Probably this has been said before, but for those of us who started with The Triplets, isn't the best prior comparison for Maleek Thomas, Marvin Delph?

It's been a minute, but I tend to remember the size, shooting form, and shooting ability being similar. Maybe even the fro.

mde114

Quote from: Show-Me Hog on Mar 28, 2026, 02:13 PMProbably this has been said before, but for those of us who started with The Triplets, isn't the best prior comparison for Maleek Thomas, Marvin Delph?

It's been a minute, but I tend to remember the size, shooting form, and shooting ability being similar. Maybe even the fro.


Good comparison.

I don't think he's quite the shooter that Delph was, but Thomas was good.

Gambler

Quote from: Show-Me Hog on Mar 28, 2026, 02:13 PMProbably this has been said before, but for those of us who started with The Triplets, isn't the best prior comparison for Maleek Thomas, Marvin Delph?

It's been a minute, but I tend to remember the size, shooting form, and shooting ability being similar. Maybe even the fro.
I was a year behind Marvin at Conway. Really nice dude. He had a higher arching shot than Thomas. Thomas had a quicker release.

Thin Red Swine

Quote from: Show-Me Hog on Mar 28, 2026, 02:13 PMProbably this has been said before, but for those of us who started with The Triplets, isn't the best prior comparison for Maleek Thomas, Marvin Delph?

It's been a minute, but I tend to remember the size, shooting form, and shooting ability being similar. Maybe even the fro.

I said it somewhere earlier, Thomas just looks like he's straight out of the 70s. So Delph is a good comparison for looks. Delph was such a pure shooter who unfortunately never got to try a three pointer.

buff2.0

https://www.espn.com/nba/story/_/id/48358749/nba-draft-2026-dybantsa-peterson-boozer-wagler-scouts-execs-top-5

They're talking Acuff as possible #5 overall.  That means at least 4 teams are going to seriously fuck up in the draft.

Let's start with Acuff, an explosive scoring guard with concerns about his size and defense at the next level. His final two months of the season, which included an SEC tournament title run, won over a lot of people around the NBA, but those shortcomings will make team construction and fit a pivotal factor.

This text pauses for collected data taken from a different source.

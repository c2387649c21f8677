use std::fs;
use std::path::Path;

use serde::{Deserialize, Serialize};
use tracing::info;

use crate::channel_set::{Offset, SearchState};
use crate::error::{Result, TricolorError};
use crate::filter::Filter;

/// One source file entry in an observation manifest.
#[derive(Clone, Debug, PartialEq, Eq, Serialize, Deserialize)]
pub struct ManifestEntry {
    pub filename: String,
    pub filter: Filter,
    #[serde(default)]
    pub offset_x: i32,
    #[serde(default)]
    pub offset_y: i32,
}

impl ManifestEntry {
    pub fn offset(&self) -> Offset {
        Offset::new(self.offset_x, self.offset_y)
    }
}

/// Per-observation `config.json`: which file carries which filter, the
/// stored per-channel offsets, and the search radius already explored.
#[derive(Clone, Debug, Default, PartialEq, Eq, Serialize, Deserialize)]
pub struct Manifest {
    #[serde(default)]
    pub max_offset: u32,
    pub files: Vec<ManifestEntry>,
}

impl Manifest {
    /// Fresh manifest with zero offsets for the given (filter, filename)
    /// pairs, as written after an archive fetch.
    pub fn fresh(files: impl IntoIterator<Item = (Filter, String)>) -> Self {
        Self {
            max_offset: 0,
            files: files
                .into_iter()
                .map(|(filter, filename)| ManifestEntry {
                    filename,
                    filter,
                    offset_x: 0,
                    offset_y: 0,
                })
                .collect(),
        }
    }

    pub fn load(path: &Path) -> Result<Manifest> {
        let contents = fs::read_to_string(path)?;
        serde_json::from_str(&contents).map_err(|e| TricolorError::Manifest {
            path: path.to_path_buf(),
            reason: e.to_string(),
        })
    }

    pub fn save(&self, path: &Path) -> Result<()> {
        info!(path = %path.display(), "writing manifest");
        let json = serde_json::to_string_pretty(self).map_err(|e| TricolorError::Manifest {
            path: path.to_path_buf(),
            reason: e.to_string(),
        })?;
        fs::write(path, json)?;
        Ok(())
    }

    pub fn entry(&self, filter: Filter) -> Option<&ManifestEntry> {
        self.files.iter().find(|e| e.filter == filter)
    }

    /// Copy of this manifest with the offsets and radius from a finished
    /// search round. The radius never shrinks.
    pub fn with_search_state(&self, state: &SearchState) -> Manifest {
        let mut updated = self.clone();
        updated.max_offset = updated.max_offset.max(state.max_radius);
        for entry in &mut updated.files {
            let offset = match entry.filter {
                Filter::Blue => Offset::ZERO,
                Filter::Green => state.green,
                Filter::Red => state.red,
            };
            entry.offset_x = offset.x;
            entry.offset_y = offset.y;
        }
        updated
    }
}
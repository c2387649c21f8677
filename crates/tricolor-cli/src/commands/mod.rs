pub mod fetch;
pub mod run;
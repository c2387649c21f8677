use crate::channel_set::Offset;
use crate::consts::{DELTA_IGNORE_HIGH, DELTA_IGNORE_LOW};
use crate::plane::ChannelPlane;

/// Outlier-dampened dissimilarity between two planes at a candidate offset.
///
/// The overlap region is the base bounds intersected with the layer bounds
/// translated by `offset`. For every overlap pixel the absolute intensity
/// delta is taken, sampling the layer at the back-translated coordinate.
/// Deltas strictly inside (`DELTA_IGNORE_LOW`, `DELTA_IGNORE_HIGH`) are
/// excluded from the score.
///
/// An empty overlap scores 0, which is indistinguishable from a perfect
/// match. Callers must keep the search radius well inside the plane
/// dimensions; the metric does not guard against it.
///
/// Returns the diagnostic delta plane (sized to the overlap) and the score.
pub fn difference(base: &ChannelPlane, layer: &ChannelPlane, offset: Offset) -> (ChannelPlane, u64) {
    let overlap = base
        .bounds()
        .intersect(&layer.bounds().translate(offset.x, offset.y));
    let mut diag = ChannelPlane::zeros(overlap);
    let mut score = 0u64;
    for y in overlap.min_y..overlap.max_y {
        for x in overlap.min_x..overlap.max_x {
            let delta = base.sample(x, y).abs_diff(layer.sample_shifted(x, y, offset));
            diag.set(x, y, delta);
            score += scored(delta);
        }
    }
    (diag, score)
}

/// Score-only variant of [`difference`], skipping the diagnostic plane.
pub fn difference_score(base: &ChannelPlane, layer: &ChannelPlane, offset: Offset) -> u64 {
    let overlap = base
        .bounds()
        .intersect(&layer.bounds().translate(offset.x, offset.y));
    let mut score = 0u64;
    for y in overlap.min_y..overlap.max_y {
        for x in overlap.min_x..overlap.max_x {
            score += scored(base.sample(x, y).abs_diff(layer.sample_shifted(x, y, offset)));
        }
    }
    score
}

fn scored(delta: u8) -> u64 {
    if delta > DELTA_IGNORE_LOW && delta < DELTA_IGNORE_HIGH {
        0
    } else {
        delta as u64
    }
}
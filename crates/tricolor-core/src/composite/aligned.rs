use super::{CompositeImage, Compositor};
use crate::channel_set::ChannelSet;
use crate::filter::{Filter, FILTERS};

/// Linear blend with every channel read passed through its registration
/// offset. Integer-shift lookup only, no interpolation.
///
/// Output bounds are the intersection of the three shifted channel bounds,
/// so no read ever leaves a plane.
#[derive(Clone, Copy, Debug, Default)]
pub struct AlignedBlendCompositor;

impl Compositor for AlignedBlendCompositor {
    fn name(&self) -> &'static str {
        "v3"
    }

    fn composite(&self, channels: &ChannelSet) -> CompositeImage {
        let mut bounds = channels.bounds();
        for filter in FILTERS {
            let ch = channels.channel(filter);
            bounds = bounds.intersect(&ch.plane.bounds().translate(ch.offset.x, ch.offset.y));
        }

        let mut image = CompositeImage::blank(bounds);
        for y in bounds.min_y..bounds.max_y {
            for x in bounds.min_x..bounds.max_x {
                let value = |filter: Filter| {
                    let ch = channels.channel(filter);
                    ch.plane.sample_shifted(x, y, ch.offset)
                };
                image.set_pixel(
                    x,
                    y,
                    [value(Filter::Red), value(Filter::Green), value(Filter::Blue)],
                );
            }
        }
        image
    }
}
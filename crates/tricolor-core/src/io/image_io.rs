use std::path::Path;

use image::{DynamicImage, GrayImage, RgbImage};
use ndarray::Array2;

use crate::composite::CompositeImage;
use crate::error::{Result, TricolorError};
use crate::plane::{Bounds, ChannelPlane};

/// Load a single-channel source image from disk.
///
/// Non-grayscale input is a decode error: color previews can't be split
/// into filter channels after the fact, so they are rejected up front with
/// the offending filename.
pub fn load_gray(path: &Path) -> Result<ChannelPlane> {
    let img = image::open(path).map_err(|e| TricolorError::Decode {
        path: path.to_path_buf(),
        reason: e.to_string(),
    })?;
    gray_plane(img, path)
}

/// Convert a decoded image into a plane, rejecting non-grayscale data.
/// `path` only provides error context.
pub fn gray_plane(img: DynamicImage, path: &Path) -> Result<ChannelPlane> {
    let gray = match img {
        DynamicImage::ImageLuma8(gray) => gray,
        other => {
            return Err(TricolorError::Decode {
                path: path.to_path_buf(),
                reason: format!("image is not grayscale ({:?})", other.color()),
            })
        }
    };

    let (w, h) = gray.dimensions();
    let data = Array2::from_shape_vec((h as usize, w as usize), gray.into_raw())
        .expect("buffer size matches dimensions");
    Ok(ChannelPlane::new(Bounds::of_size(w as usize, h as usize), data))
}

/// Save a plane as an 8-bit grayscale image; format follows the extension.
pub fn save_gray(plane: &ChannelPlane, path: &Path) -> Result<()> {
    let bounds = plane.bounds();
    let mut img = GrayImage::new(bounds.width() as u32, bounds.height() as u32);
    for y in bounds.min_y..bounds.max_y {
        for x in bounds.min_x..bounds.max_x {
            img.put_pixel(
                (x - bounds.min_x) as u32,
                (y - bounds.min_y) as u32,
                image::Luma([plane.sample(x, y)]),
            );
        }
    }
    img.save(path)?;
    Ok(())
}

/// Save a composite as an 8-bit RGB image; format follows the extension.
pub fn save_rgb(composite: &CompositeImage, path: &Path) -> Result<()> {
    let bounds = composite.bounds();
    let mut img = RgbImage::new(bounds.width() as u32, bounds.height() as u32);
    for y in bounds.min_y..bounds.max_y {
        for x in bounds.min_x..bounds.max_x {
            img.put_pixel(
                (x - bounds.min_x) as u32,
                (y - bounds.min_y) as u32,
                image::Rgb(composite.pixel(x, y)),
            );
        }
    }
    img.save(path)?;
    Ok(())
}
use tracing::warn;

use crate::filter::{Filter, FILTERS};

use super::records::ImageRecord;

/// A complete per-observation triple: one archive id per required filter.
#[derive(Clone, Debug, PartialEq, Eq)]
pub struct ObservationGroup {
    pub key: String,
    ids: [String; 3],
}

impl ObservationGroup {
    pub fn archive_id(&self, filter: Filter) -> &str {
        &self.ids[filter.index()]
    }
}

/// Cluster records into per-observation groups.
///
/// Records arrive ordered by acquisition time, so exposures of one
/// observation are consecutive; a change of observation key closes the
/// current group. Within a group the last exposure per filter wins. Groups
/// missing any filter are dropped with a warning rather than failing the
/// batch.
pub fn group_records(records: &[ImageRecord]) -> Vec<ObservationGroup> {
    let mut groups = Vec::new();
    let mut key: Option<String> = None;
    let mut slots: [Option<String>; 3] = Default::default();

    for record in records {
        if key.as_deref() != Some(record.observation.as_str()) {
            if let Some(finished) = key.take() {
                close_group(finished, std::mem::take(&mut slots), &mut groups);
            }
            key = Some(record.observation.clone());
        }
        slots[record.filter.index()] = Some(record.archive_id.clone());
    }
    if let Some(finished) = key {
        close_group(finished, slots, &mut groups);
    }

    groups
}

fn close_group(key: String, slots: [Option<String>; 3], groups: &mut Vec<ObservationGroup>) {
    match slots {
        [Some(blue), Some(green), Some(red)] => groups.push(ObservationGroup {
            key,
            ids: [blue, green, red],
        }),
        ref partial => {
            let missing: Vec<Filter> = FILTERS
                .iter()
                .copied()
                .filter(|f| partial[f.index()].is_none())
                .collect();
            warn!(observation = %key, ?missing, "incomplete filter set, dropping group");
        }
    }
}
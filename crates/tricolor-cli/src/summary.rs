use std::path::Path;

use console::Style;
use tricolor_core::pipeline::ObservationReport;

struct Styles {
    title: Style,
    label: Style,
    value: Style,
    path: Style,
}

impl Styles {
    fn new() -> Self {
        Self {
            title: Style::new().cyan().bold(),
            label: Style::new().dim(),
            value: Style::new().bold().white(),
            path: Style::new().underlined(),
        }
    }
}

pub fn print_observation_summary(dir: &Path, report: &ObservationReport) {
    let s = Styles::new();

    println!();
    println!("  {}", s.title.apply_to("Observation composited"));
    println!(
        "  {:<14}{}",
        s.label.apply_to("Folder"),
        s.path.apply_to(dir.display())
    );
    println!(
        "  {:<14}{}",
        s.label.apply_to("Aligned"),
        s.value.apply_to(if report.aligned { "yes" } else { "no (radius already explored)" })
    );
    println!(
        "  {:<14}green {} / red {} (radius {})",
        s.label.apply_to("Offsets"),
        s.value.apply_to(report.state.green),
        s.value.apply_to(report.state.red),
        report.state.max_radius
    );
    println!(
        "  {:<14}{}",
        s.label.apply_to("Outputs"),
        s.value.apply_to(report.outputs.join(", "))
    );
    println!();
}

"Just the shotmaking, killer instinct he has shown, his ability to score at all three levels," an East executive said. "His defense does worry me some, but he has had to carry a pretty large load."

"I think there's never been a worse time to build around bad defensive guards," a West executive said. "We see this time and time again -- the flashiest offensive impact in the draft doesn't necessarily end up winning the most.
"That's embarrassing.  Looks like Josh Duggar the first time his parents asked him to babysit."

For $7 mil I'll put a webcam in front of my shitter so I can answer fan questions while I drop the Longhorns off in College Station.

Once authored a post that critics claimed, "Was notaslibro level."